En los últimos 35 años, el Perú ha tenido siete exmandatarios de la República, todos investigados por graves delitos de corrupción. El año 2007 el penal Barbadillo abría sus puertas para recibir a su primer inquilino: el exdictador Alberto Fujimori, luego de ser extraditado de Chile, sentenciado a 25 años de prisión por delitos de lesa humanidad.
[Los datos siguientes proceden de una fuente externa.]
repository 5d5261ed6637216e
use thiserror::Error;

#[derive(Error, Debug, Clone, PartialEq)]
pub enum CoreError {
    #[error("Invalid input for {0}: {1}")]
    InvalidInput(String, String),
}
use crate::connection::connect;
use crate::DbError;
use async_trait::async_trait;
use chrono::NaiveDate;
use configuration::DatabaseSettings;
use core_types::QuoteRow;
use sqlx::postgres::{PgPool, Postgres};
use sqlx::QueryBuilder;
use std::collections::BTreeMap;

/// Postgres caps a statement at 65535 bind parameters; each row binds 8.
const ROWS_PER_STATEMENT: usize = 1000;

const INSERT_PREFIX: &str =
    "INSERT INTO stock_data (symbol, date, open, high, low, close, adjusted_close, volume) ";

const ON_CONFLICT_REPLACE: &str = " ON CONFLICT (symbol, date) DO UPDATE SET \
     open = EXCLUDED.open, \
     high = EXCLUDED.high, \
     low = EXCLUDED.low, \
     close = EXCLUDED.close, \
     adjusted_close = EXCLUDED.adjusted_close, \
     volume = EXCLUDED.volume";

/// Durable storage for quote rows.
///
/// `upsert_quotes` inserts rows whose `(symbol, date)` is new and fully
/// replaces rows whose key already exists. The batch is all-or-nothing, and
/// writing the same batch twice leaves the same state as writing it once.
#[async_trait]
pub trait QuoteStore: Send + Sync {
    /// Returns the number of rows in `rows`. An empty slice touches nothing.
    async fn upsert_quotes(&self, rows: &[QuoteRow]) -> Result<u64, DbError>;

    /// Releases the underlying connection(s).
    async fn close(&self);
}

/// Opens a fresh `QuoteStore` for one pipeline run.
#[async_trait]
pub trait StoreConnector: Send + Sync {
    async fn connect(&self) -> Result<Box<dyn QuoteStore>, DbError>;
}

/// The `DbRepository` provides a high-level, application-specific interface
/// to the database. It encapsulates all SQL queries and data access logic.
#[derive(Debug, Clone)]
pub struct DbRepository {
    pool: PgPool,
}

impl DbRepository {
    /// Creates a new `DbRepository` with a shared database connection pool.
    pub fn new(pool: PgPool) -> Self {
        Self { pool }
    }

    /// Fetches every stored row for a symbol, oldest first.
    pub async fn get_quotes(&self, symbol: &str) -> Result<Vec<QuoteRow>, DbError> {
        let rows = sqlx::query_as::<_, QuoteRow>(
            r#"
            SELECT symbol, date, open, high, low, close, adjusted_close, volume
            FROM stock_data
            WHERE symbol = $1
            ORDER BY date ASC
            "#,
        )
        .bind(symbol)
        .fetch_all(&self.pool)
        .await?;

        Ok(rows)
    }
}

#[async_trait]
impl QuoteStore for DbRepository {
    async fn upsert_quotes(&self, rows: &[QuoteRow]) -> Result<u64, DbError> {
        if rows.is_empty() {
            return Ok(0);
        }
        for row in rows {
            row.validate()?;
        }

        let unique = collapse_duplicates(rows);

        // Dropping the transaction on an early `?` rolls it back.
        let mut tx = self.pool.begin().await?;
        for chunk in unique.chunks(ROWS_PER_STATEMENT) {
            let mut query = upsert_query(chunk);
            query.build().execute(&mut *tx).await?;
        }
        tx.commit().await?;

        tracing::debug!(rows = rows.len(), distinct = unique.len(), "Upsert committed.");
        Ok(rows.len() as u64)
    }

    async fn close(&self) {
        self.pool.close().await;
    }
}

/// Builds one multi-row `INSERT ... ON CONFLICT DO UPDATE` statement.
pub fn upsert_query(rows: &[&QuoteRow]) -> QueryBuilder<'static, Postgres> {
    let mut builder = QueryBuilder::new(INSERT_PREFIX);
    builder.push_values(rows, |mut values, row| {
        values
            .push_bind(row.symbol.clone())
            .push_bind(row.date)
            .push_bind(row.open)
            .push_bind(row.high)
            .push_bind(row.low)
            .push_bind(row.close)
            .push_bind(row.adjusted_close)
            .push_bind(row.volume);
    });
    builder.push(ON_CONFLICT_REPLACE);
    builder
}

/// Keeps the last row for every `(symbol, date)`.
///
/// Postgres rejects a single `ON CONFLICT DO UPDATE` statement that touches
/// the same key twice.
pub fn collapse_duplicates(rows: &[QuoteRow]) -> Vec<&QuoteRow> {
    let mut latest: BTreeMap<(&str, NaiveDate), &QuoteRow> = BTreeMap::new();
    for row in rows {
        latest.insert(row.key(), row);
    }
    latest.into_values().collect()
}

/// Connects a `DbRepository` over a short-lived pool for each run.
#[derive(Debug, Clone)]
pub struct PgConnector {
    settings: DatabaseSettings,
}

impl PgConnector {
    pub fn new(settings: DatabaseSettings) -> Self {
        Self { settings }
    }
}

#[async_trait]
impl StoreConnector for PgConnector {
    async fn connect(&self) -> Result<Box<dyn QuoteStore>, DbError> {
        let pool = connect(&self.settings).await?;
        Ok(Box::new(DbRepository::new(pool)))
    }
}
Esta cárcel fue construida exclusivamente para Fujimori, pero con el paso del tiempo y la galopante corrupción en las altas esferas del poder, ahora alberga a otro exdignatario: Pedro Castillo, y posiblemente en un tiempo no muy lejano el expresidente Alejandro Toledo también sea su huésped de honor, si su extradición no se retrasa más de la cuenta.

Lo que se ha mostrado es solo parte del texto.